Internationally Known Gerontology Expert to Present Conference Address on Successful Aging

morley_150Dr. John Morley, an internationally recognized expert in gerontology, will be the keynote speaker at the “Conversations for Successful Aging:  A Gerontology Conference for Professionals” March 31 in Cape Girardeau.

Morley is the Dammert Professor of Gerontology and director of the Division of Geriatric Medicine, both at Saint Louis University Medical Center, and the medical director of two nursing homes. He will present the keynote address, “Enhancing Geriatric Care by Health Care Professionals,” at 12:45 p.m.

The conference will be held at the Show Me Center at 1333 N. Sprigg St. from 7:45 a.m. to 4:15 p.m. Registration is $50 (without continuing education credits), $65 (with continuing education credits) and $25 for students with a student ID. The registration fee includes continental breakfast, lunch, exhibitors and conference materials.  Register online at http://act.alz.org/site/Calendar?id=124271&view=Detail.

The conference is sponsored by Southeast Missouri State University’s College of Health and Human Services, the Alzheimer’s Association, A.T. Still University, Missouri Area Health Education Centers and Saint Louis University.

“Aging is a universal experience that results in significant changes that impact all aspects of a person’s life,” said Desma Reno, conference chair and assistant professor of nursing at Southeast Missouri State University. “Every day, via some social media outlet, over the phone and at the kitchen table, we are discussing some of the most complex matters that we face as we grow older. Aging is inevitable, but most people are unprepared to discuss the practical effects of an older adult’s transition from full independence to semi-dependent living or the transition to end of life.

“This conference will provide health care professionals an opportunity to explore some of these complex transitions in an effort to better serve older adults, caregivers and families. These conversations are the types of conversations that most families will have, sooner or later,” Reno said.  “How a health care professional handles these talks can determine the success of an older adult’s aging process. When properly handled, these conversations can promote the concepts of independence, dignity and self-governance as pillars of central importance to the process of successful aging.”
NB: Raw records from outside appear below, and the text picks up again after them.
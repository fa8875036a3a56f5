use thiserror::Error;

pub type AdapterResult<T> = Result<T, AdapterError>;

/// Errors produced by the provider adapters.
///
/// The taxonomy drives retry policy upstream: the adapter itself never
/// retries, it only classifies. Authentication failures are kept distinct
/// from plain network errors because they indicate a credential problem
/// affecting every request to that provider.
#[derive(Debug, Clone, Error)]
pub enum AdapterError {
    #[error("Validation error: {message}")]
    ValidationError {
        message: String,
        field: Option<String>,
    },

    #[error("Authentication failed for {provider}: {message}")]
    AuthError { provider: String, message: String },

    #[error("Request declined: {message}")]
    DeclinedError {
        message: String,
        provider_code: Option<String>,
    },

    #[error("Network error: {message}")]
    NetworkError { message: String },

    #[error("Rate limit exceeded: {message}")]
    RateLimitError {
        message: String,
        retry_after_seconds: Option<u64>,
    },

    #[error("Webhook verification failed: {message}")]
    WebhookVerificationError { message: String },

    #[error("Provider error: provider={provider}, message={message}")]
    ProviderError {
        provider: String,
        message: String,
        provider_code: Option<String>,
        retryable: bool,
    },
}

impl AdapterError {
    pub fn is_retryable(&self) -> bool {
        match self {
            AdapterError::ValidationError { .. } => false,
            AdapterError::AuthError { .. } => true,
            AdapterError::DeclinedError { .. } => false,
            AdapterError::NetworkError { .. } => true,
            AdapterError::RateLimitError { .. } => true,
            AdapterError::WebhookVerificationError { .. } => false,
            AdapterError::ProviderError { retryable, .. } => *retryable,
        }
    }

    /// Credential problems are retryable at the request level but are alarmed
    /// separately, since they affect the whole provider rather than one call.
    pub fn is_auth_failure(&self) -> bool {
        matches!(self, AdapterError::AuthError { .. })
    }

    pub fn user_message(&self) -> String {
        match self {
            AdapterError::ValidationError { message, .. } => message.clone(),
            AdapterError::AuthError { .. } => {
                "Payment provider rejected our credentials".to_string()
            }
            AdapterError::DeclinedError { .. } => {
                "Request was declined by the provider".to_string()
            }
            AdapterError::NetworkError { .. } => {
                "Payment provider is temporarily unavailable".to_string()
            }
            AdapterError::RateLimitError { .. } => {
                "Too many requests to payment provider. Please retry shortly".to_string()
            }
            AdapterError::WebhookVerificationError { .. } => {
                "Invalid webhook signature".to_string()
            }
            AdapterError::ProviderError { .. } => "Payment provider returned an error".to_string(),
        }
    }
}

impl From<AdapterError> for crate::error::AppError {
    fn from(err: AdapterError) -> Self {
        use crate::error::{
            AppError, AppErrorKind, DomainError, ExternalError, ValidationError,
        };

        let kind = match err {
            AdapterError::ValidationError { message, .. } => {
                AppErrorKind::Validation(ValidationError::Other { message })
            }
            AdapterError::AuthError { provider, message } => {
                AppErrorKind::External(ExternalError::ProviderAuth { provider, message })
            }
            AdapterError::DeclinedError { message, .. } => {
                AppErrorKind::Domain(DomainError::PaymentDeclined { reason: message })
            }
            AdapterError::RateLimitError {
                retry_after_seconds,
                ..
            } => AppErrorKind::External(ExternalError::RateLimit {
                service: "momo".to_string(),
                retry_after: retry_after_seconds,
            }),
            AdapterError::WebhookVerificationError { .. } => {
                AppErrorKind::Validation(ValidationError::InvalidSignature {
                    provider: "momo".to_string(),
                })
            }
            AdapterError::NetworkError { message } => {
                AppErrorKind::External(ExternalError::PaymentProvider {
                    provider: "momo".to_string(),
                    message,
                    is_retryable: true,
                })
            }
            AdapterError::ProviderError {
                provider,
                message,
                retryable,
                ..
            } => AppErrorKind::External(ExternalError::PaymentProvider {
                provider,
                message,
                is_retryable: retryable,
            }),
        };

        AppError::new(kind)
    }
}

#[cfg(test)]
mod tests {
    use super::*;

    #[test]
    fn retryable_flags_are_set() {
        assert!(AdapterError::NetworkError {
            message: "timeout".to_string()
        }
        .is_retryable());
        assert!(AdapterError::RateLimitError {
            message: "limited".to_string(),
            retry_after_seconds: Some(30)
        }
        .is_retryable());
        assert!(!AdapterError::DeclinedError {
            message: "declined".to_string(),
            provider_code: None
        }
        .is_retryable());
        assert!(!AdapterError::ValidationError {
            message: "bad phone".to_string(),
            field: Some("phone".to_string())
        }
        .is_retryable());
    }

    #[test]
    fn auth_failures_are_distinct_and_retryable() {
        let err = AdapterError::AuthError {
            provider: "mtn".to_string(),
            message: "invalid subscription key".to_string(),
        };
        assert!(err.is_auth_failure());
        assert!(err.is_retryable());
        assert!(!AdapterError::NetworkError {
            message: "timeout".to_string()
        }
        .is_auth_failure());
    }
}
Speakers at the conference will offer the latest information, trends and tools in gerontology and geriatric medicine. Health related topics to be addressed include screening for frailty, nutrition, sarcopenia, and cognition, in addition to the most current updates on dementia, end of life, cultural trends in long-term care, and cognitive stimulation therapy. Participants will discuss new concepts they learn and how they can apply them in the clinical practice and community setting for care of older adults.

Programs will focus on recent research and clinical updates in dementia assessment and intervention; trends in long-term care that improve person centered care for residents; Advanced Illness Management and end-of-life care; clinical initiatives that can be implemented in community-based care settings; enhancing geriatric care by health care professionals; Cognitive Stimulation Therapy, a non-pharmacologic intervention for people with dementia; and initiating difficult conversations with family members from diagnosis of disease, changing safety situations and care needs.
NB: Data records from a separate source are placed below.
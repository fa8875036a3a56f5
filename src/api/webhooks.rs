use axum::{
    body::Bytes,
    extract::{Path, State},
    http::HeaderMap,
    response::IntoResponse,
    Json,
};
use serde_json::json;
use std::sync::Arc;
use tracing::info;

use crate::api::AppState;
use crate::error::AppError;
use crate::services::IngestOutcome;

/// Per-provider signature header names. Each provider signs the raw
/// callback body and carries the digest in its own header.
fn signature_header(provider: &str) -> &'static str {
    match provider {
        "mtn" => "x-momo-signature",
        "vodafone" => "x-vodafone-signature",
        "airteltigo" => "x-airteltigo-signature",
        _ => "x-signature",
    }
}

/// POST /webhooks/:provider
///
/// The body is taken as raw bytes so signature verification runs over
/// exactly what the provider sent, before any JSON parsing.
pub async fn receive_webhook(
    State(state): State<Arc<AppState>>,
    Path(provider): Path<String>,
    headers: HeaderMap,
    body: Bytes,
) -> Result<impl IntoResponse, AppError> {
    let signature = headers
        .get(signature_header(&provider))
        .and_then(|v| v.to_str().ok());

    let outcome = state.ingest.ingest(&provider, signature, &body).await?;

    let status = match outcome {
        IngestOutcome::Processed => "processed",
        IngestOutcome::Duplicate => "duplicate",
        IngestOutcome::Unmatched => "unmatched",
        IngestOutcome::Conflict => "conflict",
    };

    info!(provider = %provider, status = status, "webhook handled");

    Ok(Json(json!({ "status": status })))
}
Morley, the keynote speaker, is an internationally recognized expert in Alzheimer’s disease (AD), nutrition and general aging issues. He holds a medical degree from the University of Witwatersrand in Johannesburg, South Africa, and completed an internal medicine residency in Johannesburg and a fellowship in endocrinology at the University of California, Los Angeles.

He has edited more than 20 books, including “Medical Care in the Nursing Home,” “Geriatric Nutrition,” “Endocrinology of Aging” and “Principles and Practice of Geriatric Medicine.” His most recent book is titled “The Science of Staying Young,” and his major research focuses on the role of neuropeptides in the modulation of hormonal responses and behavior and on nutrition and hormones in the elderly.

For his work in appetite regulation, Morley has received the Mead Johnson Award of the American Institution of Nutrition. He has been named the Medical Director of the Year for Life Care Centers of America and was awarded the IPSEN Foundation Longevity Prize, among the most prestigious European awards for research in gerontology.

Morley is the recipient of multiple national awards for his leadership in geriatrics, including the Marsha Goodwin-Beck Interdisciplinary Award for Excellence in Geriatric Leadership by the Department of Veterans Affairs National Leadership Board, the Gerontological Society of America’s Freeman Award for lifelong achievement in geriatric clinical care, and the American Geriatrics Society’s Nascher/Manning Award for lifelong achievement in clinical geriatrics. He also has received the James Pattee Award for Educational Excellence from the American Medical Director’s Association and the 2013 Presidential Award at the International Association of Gerontology and Geriatrics Meeting in Seoul, Korea.